Rates of weathering reactions are controlled by the availability of weatherable bedrock. Uplifting mountain ranges expose >50% of the global rock mass. Therefore, they are hotspots for chemical weathering and could dramatically alter Earth’s climate. However, our understanding of the link between exposure of rock by erosion and their chemical weathering is limited by three main knowledge gaps (KG).
KG1: Existing datasets that link erosion and chemical weathering fluxes are characterized by a co-variation between erosion rate and climate. Thus, it remains difficult to unravel the relative importance on chemical weathering of climate and the exposure of fresh minerals.
KG2: Weathering rates and their effect on atmospheric CO2 depend strongly on mineralogy. Whereas silicate weathering with carbonic acid sequesters CO2, the oxidation of sulfides (such as pyrite) coupled to carbonate dissolution releases CO2 to the atmosphere. The effect of different lithologies on chemical weathering is poorly understood.

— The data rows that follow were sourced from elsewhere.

//! Reaper behavior configuration.
//!
//! # Example
//!
//! ```toml
//! [reaper]
//! families = ["svc_user_%", "svc_file_%"]
//! custodian_role = "object_custodian"
//! progress_batch = 10
//! exclude_schemas = ["audit"]
//! ```

use serde::{Deserialize, Serialize};

use super::ConfigError;

/// Which families to sweep and how.
#[derive(Debug, Clone, Serialize, Deserialize)]
#[serde(deny_unknown_fields)]
pub struct ReaperConfig {
    /// Naming-family LIKE patterns to sweep, in processing order.
    pub families: Vec<String>,

    /// Role that receives ownership of objects still owned by an expired
    /// principal. Must already exist; the reaper never creates it.
    #[serde(default = "default_custodian_role")]
    pub custodian_role: String,

    /// Emit a progress log line after every this many principals.
    #[serde(default = "default_progress_batch")]
    pub progress_batch: usize,

    /// Schemas to skip during privilege revocation, in addition to the
    /// system schemas that are always skipped.
    #[serde(default)]
    pub exclude_schemas: Vec<String>,
}

impl ReaperConfig {
    pub(super) fn validate(&self) -> Result<(), ConfigError> {
        if self.families.is_empty() {
            return Err(ConfigError::Validation(
                "reaper.families must list at least one family pattern".into(),
            ));
        }
        if self.families.iter().any(|f| f.is_empty()) {
            return Err(ConfigError::Validation(
                "reaper.families must not contain empty patterns".into(),
            ));
        }
        if self.custodian_role.is_empty() {
            return Err(ConfigError::Validation(
                "reaper.custodian_role must not be empty".into(),
            ));
        }
        if self.progress_batch == 0 {
            return Err(ConfigError::Validation(
                "reaper.progress_batch must be at least 1".into(),
            ));
        }
        Ok(())
    }
}

fn default_custodian_role() -> String {
    "object_custodian".into()
}

fn default_progress_batch() -> usize {
    10
}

KG3: Weathering models are based on the continuous chemical alteration of bedrock and the formation of soils. However, as erosion rates increase, stochastic landslides dominate the exposure of rock and may strongly influence weathering fluxes. However, no models and very few data exist that explore chemical weathering of landslide deposits.
The proposed aim of WetSlide was to address KG3 with newly acquired data from New Zealand. However, a re-analysis of the literature and the covid pandemic led us to address KG1-3 (see below). This change affected the order of scientific investigations, but the dissemination, communication, mentoring, career development, and training goals were largely met as planned.